**EXERCISE DESCRIPTION**.
All lines in the material with the string "below" should be listed.
*** Opening of RAW DATA ***
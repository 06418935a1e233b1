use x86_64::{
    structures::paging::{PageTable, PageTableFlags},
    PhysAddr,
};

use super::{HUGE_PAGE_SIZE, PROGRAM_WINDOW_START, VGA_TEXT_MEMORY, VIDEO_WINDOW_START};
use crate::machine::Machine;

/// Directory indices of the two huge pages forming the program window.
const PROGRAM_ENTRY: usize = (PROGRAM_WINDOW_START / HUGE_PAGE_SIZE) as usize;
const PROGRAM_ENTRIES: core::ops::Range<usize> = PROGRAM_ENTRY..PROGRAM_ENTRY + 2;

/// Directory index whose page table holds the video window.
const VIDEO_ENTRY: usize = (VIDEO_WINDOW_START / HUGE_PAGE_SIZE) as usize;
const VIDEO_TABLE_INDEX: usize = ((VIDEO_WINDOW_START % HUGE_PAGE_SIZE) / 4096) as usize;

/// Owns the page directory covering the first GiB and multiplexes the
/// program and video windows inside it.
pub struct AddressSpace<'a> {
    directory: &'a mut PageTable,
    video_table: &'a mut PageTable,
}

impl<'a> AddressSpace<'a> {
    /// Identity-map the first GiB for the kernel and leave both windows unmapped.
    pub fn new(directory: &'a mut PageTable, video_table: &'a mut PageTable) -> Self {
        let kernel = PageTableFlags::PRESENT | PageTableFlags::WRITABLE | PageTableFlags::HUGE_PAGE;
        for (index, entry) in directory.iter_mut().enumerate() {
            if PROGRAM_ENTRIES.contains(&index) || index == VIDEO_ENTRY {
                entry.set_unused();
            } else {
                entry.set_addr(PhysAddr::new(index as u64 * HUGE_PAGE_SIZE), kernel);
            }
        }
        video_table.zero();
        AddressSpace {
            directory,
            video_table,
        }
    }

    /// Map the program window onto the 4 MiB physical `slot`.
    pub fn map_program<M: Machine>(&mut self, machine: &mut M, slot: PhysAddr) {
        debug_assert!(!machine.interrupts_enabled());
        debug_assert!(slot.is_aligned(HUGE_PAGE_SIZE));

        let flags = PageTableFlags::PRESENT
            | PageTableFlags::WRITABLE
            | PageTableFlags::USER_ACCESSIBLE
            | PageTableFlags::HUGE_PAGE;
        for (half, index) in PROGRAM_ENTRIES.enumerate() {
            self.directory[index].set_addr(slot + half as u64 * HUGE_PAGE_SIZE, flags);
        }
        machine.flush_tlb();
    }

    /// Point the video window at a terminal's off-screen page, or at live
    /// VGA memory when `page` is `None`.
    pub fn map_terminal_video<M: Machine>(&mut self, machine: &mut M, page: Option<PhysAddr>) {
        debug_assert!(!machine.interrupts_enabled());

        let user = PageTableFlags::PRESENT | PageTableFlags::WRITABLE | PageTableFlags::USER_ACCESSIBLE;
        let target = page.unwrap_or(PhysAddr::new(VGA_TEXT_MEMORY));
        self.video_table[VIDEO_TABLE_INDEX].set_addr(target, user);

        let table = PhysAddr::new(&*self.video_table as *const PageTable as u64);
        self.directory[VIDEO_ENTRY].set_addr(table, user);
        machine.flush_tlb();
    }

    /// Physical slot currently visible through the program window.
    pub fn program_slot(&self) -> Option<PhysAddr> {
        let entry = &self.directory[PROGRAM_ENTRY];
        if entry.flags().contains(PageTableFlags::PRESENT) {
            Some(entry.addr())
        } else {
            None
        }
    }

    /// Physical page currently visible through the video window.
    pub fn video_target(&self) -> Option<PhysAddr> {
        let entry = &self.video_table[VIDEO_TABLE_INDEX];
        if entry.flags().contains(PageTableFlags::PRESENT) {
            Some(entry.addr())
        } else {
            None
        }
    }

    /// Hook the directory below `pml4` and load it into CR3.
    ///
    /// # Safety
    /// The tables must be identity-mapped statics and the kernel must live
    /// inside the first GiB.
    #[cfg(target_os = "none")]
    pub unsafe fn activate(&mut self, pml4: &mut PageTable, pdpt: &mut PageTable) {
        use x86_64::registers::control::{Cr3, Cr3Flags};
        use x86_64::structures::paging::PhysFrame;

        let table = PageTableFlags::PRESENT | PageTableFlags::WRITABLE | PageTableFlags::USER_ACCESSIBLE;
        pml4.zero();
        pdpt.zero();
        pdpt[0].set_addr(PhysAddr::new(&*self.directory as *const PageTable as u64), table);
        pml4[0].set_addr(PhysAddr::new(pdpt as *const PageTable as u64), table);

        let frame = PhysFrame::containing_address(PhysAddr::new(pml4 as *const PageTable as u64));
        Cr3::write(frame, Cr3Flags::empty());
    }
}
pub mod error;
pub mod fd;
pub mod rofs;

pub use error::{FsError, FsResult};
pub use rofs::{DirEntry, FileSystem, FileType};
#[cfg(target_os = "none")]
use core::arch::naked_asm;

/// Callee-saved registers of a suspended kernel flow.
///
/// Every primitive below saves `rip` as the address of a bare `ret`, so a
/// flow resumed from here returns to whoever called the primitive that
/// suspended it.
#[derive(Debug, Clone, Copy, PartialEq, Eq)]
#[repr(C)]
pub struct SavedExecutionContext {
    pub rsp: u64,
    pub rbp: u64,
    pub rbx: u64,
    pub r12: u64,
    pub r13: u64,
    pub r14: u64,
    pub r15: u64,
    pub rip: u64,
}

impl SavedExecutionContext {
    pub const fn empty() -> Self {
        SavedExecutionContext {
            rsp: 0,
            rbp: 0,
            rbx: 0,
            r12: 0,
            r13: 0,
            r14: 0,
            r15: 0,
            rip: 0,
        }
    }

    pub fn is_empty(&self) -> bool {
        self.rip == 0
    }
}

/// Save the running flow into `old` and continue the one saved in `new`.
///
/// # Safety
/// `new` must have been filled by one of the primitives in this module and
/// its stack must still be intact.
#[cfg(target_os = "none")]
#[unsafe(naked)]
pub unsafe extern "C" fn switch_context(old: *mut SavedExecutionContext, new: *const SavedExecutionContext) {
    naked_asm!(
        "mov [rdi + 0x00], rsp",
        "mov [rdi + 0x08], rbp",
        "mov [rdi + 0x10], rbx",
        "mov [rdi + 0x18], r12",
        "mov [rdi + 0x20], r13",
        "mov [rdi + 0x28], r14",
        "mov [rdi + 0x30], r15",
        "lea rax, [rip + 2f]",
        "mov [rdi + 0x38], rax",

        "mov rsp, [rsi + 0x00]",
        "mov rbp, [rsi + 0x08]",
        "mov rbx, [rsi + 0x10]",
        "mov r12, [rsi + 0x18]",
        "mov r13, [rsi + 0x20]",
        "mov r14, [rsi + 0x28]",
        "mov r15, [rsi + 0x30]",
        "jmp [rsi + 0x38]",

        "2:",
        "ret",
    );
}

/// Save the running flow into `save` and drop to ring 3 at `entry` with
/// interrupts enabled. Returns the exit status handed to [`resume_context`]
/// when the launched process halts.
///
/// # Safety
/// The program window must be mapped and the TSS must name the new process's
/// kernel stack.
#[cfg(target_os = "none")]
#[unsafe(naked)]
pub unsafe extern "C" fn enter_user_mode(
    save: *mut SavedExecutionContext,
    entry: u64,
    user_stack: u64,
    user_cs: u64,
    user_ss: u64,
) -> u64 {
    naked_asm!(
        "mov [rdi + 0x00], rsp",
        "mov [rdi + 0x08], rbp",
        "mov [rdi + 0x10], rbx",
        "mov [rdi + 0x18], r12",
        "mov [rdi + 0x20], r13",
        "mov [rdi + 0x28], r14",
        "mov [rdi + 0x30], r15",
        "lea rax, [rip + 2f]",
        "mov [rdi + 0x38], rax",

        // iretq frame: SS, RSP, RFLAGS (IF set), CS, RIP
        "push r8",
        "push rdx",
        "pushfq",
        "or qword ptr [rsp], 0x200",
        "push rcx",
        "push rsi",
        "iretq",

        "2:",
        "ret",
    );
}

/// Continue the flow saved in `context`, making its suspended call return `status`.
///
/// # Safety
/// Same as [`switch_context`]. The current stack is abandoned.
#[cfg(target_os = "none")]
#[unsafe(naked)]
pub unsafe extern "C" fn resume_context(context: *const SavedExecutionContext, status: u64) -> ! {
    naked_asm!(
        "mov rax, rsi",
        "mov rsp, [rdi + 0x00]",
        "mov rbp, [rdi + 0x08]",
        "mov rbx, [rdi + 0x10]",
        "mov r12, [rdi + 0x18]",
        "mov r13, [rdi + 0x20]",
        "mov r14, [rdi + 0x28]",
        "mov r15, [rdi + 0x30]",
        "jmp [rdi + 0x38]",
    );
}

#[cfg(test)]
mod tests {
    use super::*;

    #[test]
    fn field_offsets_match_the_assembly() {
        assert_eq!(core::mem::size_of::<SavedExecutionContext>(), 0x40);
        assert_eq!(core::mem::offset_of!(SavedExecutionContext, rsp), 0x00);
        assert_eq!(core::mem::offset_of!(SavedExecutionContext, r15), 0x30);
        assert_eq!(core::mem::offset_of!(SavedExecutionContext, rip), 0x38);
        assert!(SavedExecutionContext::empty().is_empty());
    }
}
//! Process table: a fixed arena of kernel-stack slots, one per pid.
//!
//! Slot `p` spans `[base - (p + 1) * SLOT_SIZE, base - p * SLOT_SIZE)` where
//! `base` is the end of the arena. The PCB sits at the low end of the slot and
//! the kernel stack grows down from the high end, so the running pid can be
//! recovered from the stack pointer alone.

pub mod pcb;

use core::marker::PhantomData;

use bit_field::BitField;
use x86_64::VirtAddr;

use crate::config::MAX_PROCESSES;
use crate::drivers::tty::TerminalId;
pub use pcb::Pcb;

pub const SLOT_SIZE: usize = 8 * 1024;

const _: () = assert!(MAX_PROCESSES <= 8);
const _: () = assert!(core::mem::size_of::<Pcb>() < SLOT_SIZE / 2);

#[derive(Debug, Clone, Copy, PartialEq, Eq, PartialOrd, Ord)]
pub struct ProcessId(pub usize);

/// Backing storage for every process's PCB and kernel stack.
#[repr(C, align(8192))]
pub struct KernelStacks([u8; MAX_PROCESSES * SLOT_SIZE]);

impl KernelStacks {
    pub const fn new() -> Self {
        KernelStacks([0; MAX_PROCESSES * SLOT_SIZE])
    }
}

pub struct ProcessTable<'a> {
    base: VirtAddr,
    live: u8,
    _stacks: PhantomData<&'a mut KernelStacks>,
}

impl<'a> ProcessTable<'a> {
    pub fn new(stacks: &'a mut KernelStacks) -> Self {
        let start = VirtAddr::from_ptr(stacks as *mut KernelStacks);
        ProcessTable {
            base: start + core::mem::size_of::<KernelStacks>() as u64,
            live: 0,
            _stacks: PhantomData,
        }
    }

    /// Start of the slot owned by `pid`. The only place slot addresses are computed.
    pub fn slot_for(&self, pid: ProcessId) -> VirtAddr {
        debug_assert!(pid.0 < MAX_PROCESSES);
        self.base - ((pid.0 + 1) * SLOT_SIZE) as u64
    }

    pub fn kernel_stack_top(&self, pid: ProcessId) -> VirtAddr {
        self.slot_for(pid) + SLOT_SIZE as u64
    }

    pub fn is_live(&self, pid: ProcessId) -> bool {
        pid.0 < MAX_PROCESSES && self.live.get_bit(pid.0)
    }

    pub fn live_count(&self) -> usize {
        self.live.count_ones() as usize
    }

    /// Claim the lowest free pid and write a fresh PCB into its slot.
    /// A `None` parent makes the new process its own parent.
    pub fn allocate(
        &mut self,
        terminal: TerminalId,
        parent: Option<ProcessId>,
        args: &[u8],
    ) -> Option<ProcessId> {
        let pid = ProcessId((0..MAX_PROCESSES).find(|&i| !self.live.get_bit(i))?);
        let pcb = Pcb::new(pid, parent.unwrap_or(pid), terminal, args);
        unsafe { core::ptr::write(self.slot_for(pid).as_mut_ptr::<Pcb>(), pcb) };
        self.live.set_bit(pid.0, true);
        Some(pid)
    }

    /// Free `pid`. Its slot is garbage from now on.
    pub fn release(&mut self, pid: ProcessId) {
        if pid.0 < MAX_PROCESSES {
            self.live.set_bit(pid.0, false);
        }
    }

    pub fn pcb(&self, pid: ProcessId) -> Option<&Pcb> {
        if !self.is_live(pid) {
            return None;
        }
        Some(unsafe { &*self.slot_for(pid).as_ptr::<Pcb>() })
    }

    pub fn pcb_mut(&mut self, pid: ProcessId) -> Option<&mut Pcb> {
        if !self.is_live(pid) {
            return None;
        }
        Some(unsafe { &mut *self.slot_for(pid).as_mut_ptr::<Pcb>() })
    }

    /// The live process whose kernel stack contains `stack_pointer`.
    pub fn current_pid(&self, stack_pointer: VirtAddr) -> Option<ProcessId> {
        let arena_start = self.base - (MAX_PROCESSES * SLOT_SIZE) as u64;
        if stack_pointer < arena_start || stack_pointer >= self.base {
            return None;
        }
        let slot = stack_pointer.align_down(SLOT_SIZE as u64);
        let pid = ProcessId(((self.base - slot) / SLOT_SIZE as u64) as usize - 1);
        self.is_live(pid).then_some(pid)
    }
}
*** Close of RAW DATA ***
**RESULT OF THIS EXERCISE**.
    /// Hook the directory below `pml4` and load it into CR3.
/// Every primitive below saves `rip` as the address of a bare `ret`, so a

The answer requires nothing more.